J'ai (encore) foiré la Saint-Valentin

Vendredi 14 février. J'avais marqué d'un cœur rose la date sur mon agenda (afin que ma collègue d'open-space voit bien que j'avais quelque chose de prévu ce soir-là et fasse suivre le mot). Erreur : ce matin j'ai dû raconter mes exploits à toute la Rédaction.

Voilà deux semaines que je parle à Olivier sur Cupidon.com. Ce vendredi, fête des amoureux et fin d'une folle semaine (régime express : moins 5 kilos en 3 jours en ne buvant que du café, test d'épilation à la sauce Teriyaki, pause de faux-ongles phosphorescents et décoloration platine –"la demi-mesure, c'est has-been", m'a assuré Tony, mon coiffeur), ce devait être l'apothéose : le moment où l'on allait se voir en vrai, avoir le coup de foudre (faire l'amour ?) et s'engager à s'aimer pour les 50 prochaines années. Raté. Attention, tout n'est pas de ma faute... 

Superwoman. Plutôt du genre jeans, baskets, j'ai entrepris de me jucher sur des talons de douze, le seul moyen (avec ma gaine noire et sexy, si si) de ne pas faire petit tas avec ma jupe en cuir rouge. Et puis une semaine collée à l'écran de l'ordi, ça vous ruine la mine et le regard. J'ai donc opté pour le total look fond de teint + smoky eyes + rouge à lèvres carmin. Ce maquillage qui semblait très bien sous la lumière tamisée de ma salle de bains et cette tenue sexy en diable (je vous ai dit que c'étaient des cuissardes ?), ont fait leur petit effet dans la rue. On m'a même demandé une photo pour un street-look "porno-pas-chic, tendance camion violé".

Rendez-vous. Trente demandes de fellations plus tard, j'étais au bar. J'allais enfin le voir. Il faisait noir, mais j'ai vite repéré mon Valentin. Nous avions convenu qu'il aurait... la même tête que sur les 1387 photos (plus ou moins dénudées) qu'il m'avait envoyées.

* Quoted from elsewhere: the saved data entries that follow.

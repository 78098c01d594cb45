//! Executors for asynchronous derivations.

use futures::future::BoxFuture;
use tokio::runtime::Handle;

use crate::FlowError;

/// Runs the background task of an asynchronous computation.
///
/// Closures taking a `BoxFuture<'static, ()>` implement this trait, so any
/// executor can be plugged in:
///
/// ```
/// use std::sync::Arc;
/// use futures::future::BoxFuture;
/// use reflow::{AsyncDerived, Spawner};
///
/// let spawner: Arc<dyn Spawner> = Arc::new(|task: BoxFuture<'static, ()>| {
///     std::thread::spawn(move || futures::executor::block_on(task));
/// });
/// let answer = AsyncDerived::builder(|_ctx| async { Ok(42) })
///     .spawner(spawner)
///     .build();
/// # let _ = answer;
/// ```
pub trait Spawner: Send + Sync + 'static {
    /// Start `task` in the background.
    ///
    /// # Errors
    ///
    /// Returns an error if the task could not be started. The computation
    /// then settles with that error.
    fn spawn(&self, task: BoxFuture<'static, ()>) -> Result<(), FlowError>;
}

impl<F> Spawner for F
where
    F: Fn(BoxFuture<'static, ()>) + Send + Sync + 'static,
{
    fn spawn(&self, task: BoxFuture<'static, ()>) -> Result<(), FlowError> {
        self(task);
        Ok(())
    }
}

/// Spawns onto the ambient tokio runtime.
///
/// This is the default spawner. Outside a tokio runtime the computation
/// settles with an error instead of running.
#[derive(Debug, Clone, Copy, Default)]
pub struct TokioSpawner;

impl Spawner for TokioSpawner {
    fn spawn(&self, task: BoxFuture<'static, ()>) -> Result<(), FlowError> {
        Handle::try_current()?.spawn(task);
        Ok(())
    }
}
//! Primitive mutable flow.

use std::sync::Arc;

use parking_lot::Mutex;

use crate::flow::{Flow, FlowKey, FlowValue, Subscription};
use crate::listeners::ListenerSet;
use crate::FlowError;

/// A flow holding a value that changes only through [`emit`](Source::emit).
///
/// This is cheap to clone - all clones share the same value and listeners.
///
/// # Example
///
/// ```
/// use reflow::{Flow, Source};
///
/// let count = Source::new(1);
/// count.emit(2).unwrap();
/// assert_eq!(count.snapshot().unwrap(), 2);
/// ```
pub struct Source<T> {
    inner: Arc<SourceInner<T>>,
}

struct SourceInner<T> {
    key: FlowKey,
    value: Mutex<T>,
    listeners: ListenerSet,
}

impl<T> Clone for Source<T> {
    fn clone(&self) -> Self {
        Self {
            inner: self.inner.clone(),
        }
    }
}

impl<T: FlowValue> Source<T> {
    /// Create a source holding `value`.
    pub fn new(value: T) -> Self {
        Self::build(value, None)
    }

    /// Create a source with a label used in cycle paths and tracer events.
    pub fn labelled(value: T, label: impl Into<Arc<str>>) -> Self {
        Self::build(value, Some(label.into()))
    }

    fn build(value: T, label: Option<Arc<str>>) -> Self {
        Self {
            inner: Arc::new(SourceInner {
                key: FlowKey::new(label),
                value: Mutex::new(value),
                listeners: ListenerSet::new(),
            }),
        }
    }

    /// Replace the value and notify every listener.
    ///
    /// Listeners are notified even if the new value equals the old one.
    ///
    /// # Errors
    ///
    /// Returns `FlowError::Listeners` if any listener (including derived flows
    /// forwarding to their own listeners) failed. The value is updated anyway.
    pub fn emit(&self, value: T) -> Result<(), FlowError> {
        *self.inner.value.lock() = value;
        self.inner.listeners.notify().map(|_| ())
    }

    /// Update the value in place and notify every listener.
    pub fn update(&self, f: impl FnOnce(&mut T)) -> Result<(), FlowError> {
        f(&mut self.inner.value.lock());
        self.inner.listeners.notify().map(|_| ())
    }

    /// Number of registered listeners.
    pub fn listener_count(&self) -> usize {
        self.inner.listeners.len()
    }
}

impl<T: FlowValue> Flow for Source<T> {
    type Output = T;

    fn key(&self) -> FlowKey {
        self.inner.key.clone()
    }

    fn snapshot(&self) -> Result<T, FlowError> {
        Ok(self.inner.value.lock().clone())
    }

    fn subscribe<L>(&self, listener: L) -> Subscription
    where
        L: Fn() -> Result<(), FlowError> + Send + Sync + 'static,
    {
        let (slot, _) = self.inner.listeners.insert(Arc::new(listener));
        let inner = Arc::downgrade(&self.inner);
        Subscription::new(move || {
            if let Some(inner) = inner.upgrade() {
                inner.listeners.remove(slot);
            }
        })
    }
}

Confrontation. "Olivier, 1m88, 31 ans, un corps musclé, des épaules solides et beaucoup d'imagination" m'avait en effet déjà offert la preuve qu'il était carrossé (cabossé et tatoué) comme Jesse James, le bad boy de Monster Garage. Why not ? Bon, je n'ai rien contre les piercings, mais j'avoue que les six boucles sur sa langue lui donnaient une élocution un peu étrange et que, du coup, je me suis sentie obligée de parler, parler, parler... (J'ai passé une journée horrible, une cystite, c'est l'horreur, ma boss élève des Jack Russels, je complexe sur mes lobes d'oreilles, mon père est génial, je fantasme à fond sur M. Pokora, mais j'ai pas fait l'amour depuis 8 mois, t'as vu cette actu sur cette vielle dame dépecée par sa propre fille qui l'a ensuite donnée à manger à ses furets, et toi, tu veux des enfants ?...). De boire (il faut bien se détendre et j'avoue qu'au bout de trois verres, son strabisme avait un petit côté charmant). Et forcément, de mentir, un peu... (mon ex m'a demandée en mariage, mais j'ai refusé, la peur de l'engagement, sûrement)...

Flèche dans le cœur, et ailleurs. L'alcool aidant, il était temps de l'écouter un peu zozoter ce... Comment s'appelle-t-il déjà ? Ouf, il a une gourmette (enfin, façon de parler). "TATIANA". Bizarre. Donc Monsieur Tatiana, outre une quinzaine d'anneaux en métal dans le corps, est en "recherche d'emploi". Bien, il va avoir du temps à me consacrer. Il "déteste les féministes et la politique en général", mais "envisage de se faire poser des prothèses mammaires". Il "est retourné chez ses parents", mais "juste en attendant de pouvoir squatter chez un pote" et, -je sens venir le compliment- : il est "toujours sorti avec des blondes comme moi", mais "n'a eu que des histoires foireuses".  Finalement, il est plutôt sympa ce John (Nicolas ? Thomas ?), il n'a pas dit que j'avais le même parfum que sa mère...

Je peux te raccompagner ? Je crois que j'ai cuvé mon vin. Je suis en crise d'hyper-lucidité. Ma gaine, aussi torride soit-elle, n'est pas compatible avec une partie de jambes en l'air. Mon fard a coulé sur mes joues. Mes yeux sont plus rouges que mes lèvres et mes bottes me font un mal de chien. Le jeune homme en face de moi a peut-être une licorne sur le bras et un peu du Chevalier Blanc (Yé vé zé yé vole au secours d'innocents), il n'a rien du gars aux côtés duquel je veux me réveiller. Il est temps de rentrer. Seule.